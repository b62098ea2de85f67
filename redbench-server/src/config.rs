/// Reply written for every request when none is configured.
pub const DEFAULT_REPLY: &[u8] = b"+OK\r\n";

/// Initial capacity of each connection's inbound buffer.
pub const READ_BUFFER_SIZE: usize = 16 * 1024;
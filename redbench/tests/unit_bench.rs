use redbench::bench::shares;
use redbench::{Bench, BenchError, ConfigError, Options, RunState};
use std::sync::Arc;

fn ping(buf: &mut Vec<u8>, _rng: &mut rand::rngs::StdRng) {
    redbench::append_command(buf, ["PING"]);
}

#[test]
fn test_shares_spread_remainder_over_first_workers() {
    assert_eq!(shares(10, 4), vec![3, 3, 2, 2]);
    assert_eq!(shares(3, 1), vec![3]);
    assert_eq!(shares(2, 5), vec![1, 1, 0, 0, 0]);
    assert_eq!(shares(0, 3), vec![0, 0, 0]);
    assert!(shares(7, 0).is_empty());
}

#[test]
fn test_shares_sum_to_total_and_differ_by_at_most_one() {
    for workers in 1..=17 {
        for total in 0..300u64 {
            let s = shares(total, workers);
            assert_eq!(s.len(), workers);
            assert_eq!(s.iter().sum::<u64>(), total, "total={total} workers={workers}");
            let max = *s.iter().max().unwrap();
            let min = *s.iter().min().unwrap();
            assert!(max - min <= 1, "total={total} workers={workers} shares={s:?}");
        }
    }
}

#[tokio::test]
async fn test_invalid_options_fail_before_connecting() {
    // Nothing listens on port 1; validation must fail first.
    let options = Options { clients: 0, ..Options::default() };
    let mut bench = Bench::new("PING", "127.0.0.1:1", options, Arc::new(ping));
    let result = bench.run().await;
    assert!(matches!(result, Err(BenchError::Config(ConfigError::InvalidConcurrency(0)))));
    assert_eq!(bench.state(), RunState::Idle);
}

#[tokio::test]
async fn test_unreachable_target_fails_before_running() {
    let port = {
        let listener = std::net::TcpListener::bind("127.0.0.1:0").unwrap();
        listener.local_addr().unwrap().port()
    };
    let options = Options { clients: 2, requests: 10, ..Options::default() };
    let mut bench = Bench::new("PING", &format!("127.0.0.1:{port}"), options, Arc::new(ping));
    let result = bench.run().await;
    assert!(matches!(result, Err(BenchError::Connect { .. })));
    assert_eq!(bench.state(), RunState::Idle);
}
use clap::Parser;
use redbench_server::{Server, ServerConfig};
use std::net::SocketAddr;
use redbench_common::telemetry::init_tracing;

#[derive(Parser, Debug)]
#[command(name = "redbench-server", about = "Canned-reply target for redbench")]
struct Args {
    /// Address to listen on.
    #[arg(long, default_value = "127.0.0.1:6379")]
    address: SocketAddr,

    /// Reply sent for every request, without the trailing CRLF.
    #[arg(long, default_value = "+OK")]
    reply: String,

    /// Close each connection after this many replies.
    #[arg(long)]
    close_after: Option<u64>,

    /// Debug logging
    #[arg(short, long)]
    verbose: bool,
}

#[tokio::main]
async fn main() -> Result<(), Box<dyn std::error::Error + Send + Sync>> {
    let args = Args::parse();

    if let Err(e) = init_tracing(args.verbose) {
        eprintln!("Failed to initialise logging: {e}");
    }

    let mut reply = args.reply.into_bytes();
    reply.extend_from_slice(b"\r\n");

    let config = ServerConfig {
        address: args.address,
        reply,
        close_after: args.close_after,
    };

    let (ready_tx, ready_rx) = tokio::sync::oneshot::channel();

    tokio::spawn(async move {
        if let Ok(addr) = ready_rx.await {
            tracing::info!(%addr, "listening");
        }
    });

    Server::new(config).run(ready_tx).await
}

※ ※ ※

PROBLEM STATEMENT: With the line holding "assert!(shares(7, 0).is_empty());" as the first and the line holding "let min = *s.iter().min().unwrap();" as the last, set down that range of the entries above exactly, and nothing else.

ANSWER BELOW:
    assert!(shares(7, 0).is_empty());
}

#[test]
fn test_shares_sum_to_total_and_differ_by_at_most_one() {
    for workers in 1..=17 {
        for total in 0..300u64 {
            let s = shares(total, workers);
            assert_eq!(s.len(), workers);
            assert_eq!(s.iter().sum::<u64>(), total, "total={total} workers={workers}");
            let max = *s.iter().max().unwrap();
            let min = *s.iter().min().unwrap();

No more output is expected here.